Reputation: 117
I have the equation:
S= C.(BSQ)+(1-C)I where S,B,Q are square matrices of nXn dim,C is a constant and I is identity matrix.S is initialised to identity matrix I want to solve the equation to find S.Can I do this without taking any inverse on both sides and then simplifying and so on?(I am working with large datasets taking inverse might be very slow)By just using the above equation I got some results but I am not sure if its correct as you cant do three matrix multiplications simultaneously.What can I do to solve for S?
the answer I am getting after plugging in all the matrices with values
Upvotes: 1
Views: 302
Reputation: 2365
for t in range(100):
s=c*(sc.dot(sc.dot(Qin.T,s),Qin))+ (1-c)*I
This solves the equation recursively 100 times.You can do a convergence test that is Si-Si-1=some small value to check for convergence too.
Upvotes: 0
Reputation: 32627
Depending on your matrices, you might be able to just iterate that formula and hope that it converges. I.e. start with S=I
, and re-calculate S
until it does not change anymore. Of course, this is not guaranteed to converge, but you might want to try.
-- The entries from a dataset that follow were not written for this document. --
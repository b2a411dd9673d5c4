// src/store.rs

//! Local artifact store
//!
//! [`ArtifactStore`] is what the binary resolver needs from the local cache;
//! [`LocalCache`] implements it on a plain directory tree:
//!
//! ```text
//! <root>/<name>/<version>/<user>/<channel>/
//!     metadata.json               revisions of the recipe and its packages
//!     export/manifest.json        manifest of the exported recipe
//!     package/<package_id>/       package folder
//!         manifest.json
//!         info.json
//!     package/<package_id>.dirty  corruption marker
//! <root>/.short/<hash>/           package folders stored with short paths
//! <root>/locks/<hash>.lock        per-package locks
//! ```

use crate::error::{Error, Result};
use crate::hash::{hash_bytes, HashAlgorithm};
use crate::manifest::{
    Manifest, PackageInfo, RecipeMetadata, MANIFEST_FILE, PACKAGE_INFO_FILE,
};
use crate::reference::{PackageIdentity, RecipeRef};
use fs2::FileExt;
use std::fs::{self, File, OpenOptions};
use std::path::{Path, PathBuf};
use tracing::debug;

const METADATA_FILE: &str = "metadata.json";
const DIRTY_SUFFIX: &str = ".dirty";

/// Exclusive hold on one package slot of the store
///
/// Released when dropped.
#[derive(Debug)]
pub struct PackageLock {
    file: Option<File>,
    path: PathBuf,
}

impl PackageLock {
    pub fn path(&self) -> &Path {
        &self.path
    }
}

impl Drop for PackageLock {
    fn drop(&mut self) {
        if let Some(file) = self.file.take() {
            let _ = file.unlock();
            debug!("Released package lock {}", self.path.display());
        }
    }
}

/// Local cache operations used while resolving binaries
pub trait ArtifactStore {
    /// Folder holding the binary for this package
    fn package_folder(&self, id: &PackageIdentity, short_paths: bool) -> PathBuf;

    /// Block until this process holds the package's slot exclusively
    fn package_lock(&self, id: &PackageIdentity) -> Result<PackageLock>;

    /// A package folder is present
    fn package_exists(&self, folder: &Path) -> bool;

    /// The folder was left half-written by an interrupted operation
    fn is_dirty(&self, folder: &Path) -> bool;

    /// Erase a package folder and its corruption marker
    fn remove_folder(&self, folder: &Path) -> Result<()>;

    /// Recipe and package revisions are tracked
    fn revisions_enabled(&self) -> bool;

    fn load_metadata(&self, recipe: &RecipeRef) -> Result<RecipeMetadata>;

    fn load_manifest(&self, folder: &Path) -> Result<Manifest>;

    fn load_package_info(&self, folder: &Path) -> Result<PackageInfo>;

    /// Summary hash of the locally exported recipe
    fn recipe_summary_hash(&self, recipe: &RecipeRef) -> Result<String>;
}

/// Filesystem-backed artifact store
#[derive(Debug, Clone)]
pub struct LocalCache {
    root: PathBuf,
    revisions_enabled: bool,
}

impl LocalCache {
    /// Open (creating if needed) a cache rooted at `root`
    pub fn new(root: impl Into<PathBuf>, revisions_enabled: bool) -> Result<Self> {
        let root = root.into();
        fs::create_dir_all(&root).map_err(|e| {
            Error::IoError(format!("Failed to create cache at {}: {}", root.display(), e))
        })?;
        Ok(Self {
            root,
            revisions_enabled,
        })
    }

    pub fn root(&self) -> &Path {
        &self.root
    }

    /// Folder of everything belonging to one recipe
    pub fn recipe_folder(&self, recipe: &RecipeRef) -> PathBuf {
        self.root
            .join(&recipe.name)
            .join(&recipe.version)
            .join(recipe.user.as_deref().unwrap_or("_"))
            .join(recipe.channel.as_deref().unwrap_or("_"))
    }

    pub fn export_folder(&self, recipe: &RecipeRef) -> PathBuf {
        self.recipe_folder(recipe).join("export")
    }

    fn identity_hash(id: &PackageIdentity) -> String {
        let key = format!("{}:{}", id.recipe.base(), id.package_id);
        hash_bytes(HashAlgorithm::Xxh128, key.as_bytes()).value
    }

    fn dirty_marker(folder: &Path) -> PathBuf {
        let mut marker = folder.as_os_str().to_owned();
        marker.push(DIRTY_SUFFIX);
        PathBuf::from(marker)
    }

    /// Flag a package folder as corrupted
    pub fn mark_dirty(&self, folder: &Path) -> Result<()> {
        let marker = Self::dirty_marker(folder);
        if let Some(parent) = marker.parent() {
            fs::create_dir_all(parent)?;
        }
        File::create(&marker)?;
        Ok(())
    }

    /// Install package contents: writes the files, `info.json` and the manifest
    ///
    /// `files` are relative paths with their contents. Returns the folder.
    pub fn store_package(
        &self,
        id: &PackageIdentity,
        short_paths: bool,
        files: &[(&str, &[u8])],
        info: &PackageInfo,
        time: chrono::DateTime<chrono::Utc>,
    ) -> Result<PathBuf> {
        let folder = self.package_folder(id, short_paths);
        fs::create_dir_all(&folder)?;

        for (rel, content) in files {
            let path = folder.join(rel);
            if let Some(parent) = path.parent() {
                fs::create_dir_all(parent)?;
            }
            fs::write(&path, content)?;
        }
        info.save(&folder.join(PACKAGE_INFO_FILE))?;

        let manifest = Manifest::from_folder(&folder, time)?;
        manifest.save(&folder.join(MANIFEST_FILE))?;
        Ok(folder)
    }

    pub fn save_metadata(&self, recipe: &RecipeRef, metadata: &RecipeMetadata) -> Result<()> {
        let path = self.recipe_folder(recipe).join(METADATA_FILE);
        if let Some(parent) = path.parent() {
            fs::create_dir_all(parent)?;
        }
        fs::write(&path, serde_json::to_string_pretty(metadata)?)?;
        Ok(())
    }

    /// Write the exported recipe manifest
    pub fn store_recipe_manifest(&self, recipe: &RecipeRef, manifest: &Manifest) -> Result<()> {
        manifest.save(&self.export_folder(recipe).join(MANIFEST_FILE))
    }
}

impl ArtifactStore for LocalCache {
    fn package_folder(&self, id: &PackageIdentity, short_paths: bool) -> PathBuf {
        if short_paths {
            let hash = Self::identity_hash(id);
            self.root.join(".short").join(&hash[..12])
        } else {
            self.recipe_folder(&id.recipe)
                .join("package")
                .join(&id.package_id)
        }
    }

    fn package_lock(&self, id: &PackageIdentity) -> Result<PackageLock> {
        let dir = self.root.join("locks");
        fs::create_dir_all(&dir)?;
        let path = dir.join(format!("{}.lock", Self::identity_hash(id)));

        let file = OpenOptions::new()
            .create(true)
            .truncate(false)
            .write(true)
            .open(&path)
            .map_err(|e| {
                Error::LockError(format!("Failed to open lock {}: {}", path.display(), e))
            })?;
        file.lock_exclusive().map_err(|e| {
            Error::LockError(format!("Failed to lock {} for {}: {}", path.display(), id, e))
        })?;

        debug!("Acquired package lock for {}", id);
        Ok(PackageLock {
            file: Some(file),
            path,
        })
    }

    fn package_exists(&self, folder: &Path) -> bool {
        folder.is_dir()
    }

    fn is_dirty(&self, folder: &Path) -> bool {
        Self::dirty_marker(folder).exists()
    }

    fn remove_folder(&self, folder: &Path) -> Result<()> {
        if folder.exists() {
            fs::remove_dir_all(folder).map_err(|e| {
                Error::IoError(format!("Failed to remove {}: {}", folder.display(), e))
            })?;
        }
        let marker = Self::dirty_marker(folder);
        if marker.exists() {
            fs::remove_file(&marker)?;
        }
        Ok(())
    }

    fn revisions_enabled(&self) -> bool {
        self.revisions_enabled
    }

    fn load_metadata(&self, recipe: &RecipeRef) -> Result<RecipeMetadata> {
        let path = self.recipe_folder(recipe).join(METADATA_FILE);
        if !path.exists() {
            return Ok(RecipeMetadata::default());
        }
        let content = fs::read_to_string(&path)?;
        serde_json::from_str(&content)
            .map_err(|e| Error::ParseError(format!("{}: {}", path.display(), e)))
    }

    fn load_manifest(&self, folder: &Path) -> Result<Manifest> {
        Manifest::load(&folder.join(MANIFEST_FILE))
    }

    fn load_package_info(&self, folder: &Path) -> Result<PackageInfo> {
        PackageInfo::load(&folder.join(PACKAGE_INFO_FILE))
    }

    fn recipe_summary_hash(&self, recipe: &RecipeRef) -> Result<String> {
        let manifest = Manifest::load(&self.export_folder(recipe).join(MANIFEST_FILE))?;
        Ok(manifest.summary_hash())
    }
}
If you want to solve that directly, you can derive a linear system. Just factor the RHS out (such that you get an expression for every entry in the resulting matrix) and set up equations for every entry. E.g. for the first entry, this would look like this:
s11 = 1 - c + c * (q11 * (b11 * s11 + b12 * s21 + b13 * s31 + ...) +
q21 * (b11 * s12 + b12 * s22 + b13 * s32 + ...) +
q31 * (b11 * s13 + b12 * s23 + b13 * s33 + ...) +
...)
Solve for the s..
and you're done. If the system admits a solution, of course. Otherwise, you might want to solve for a least-squares solution.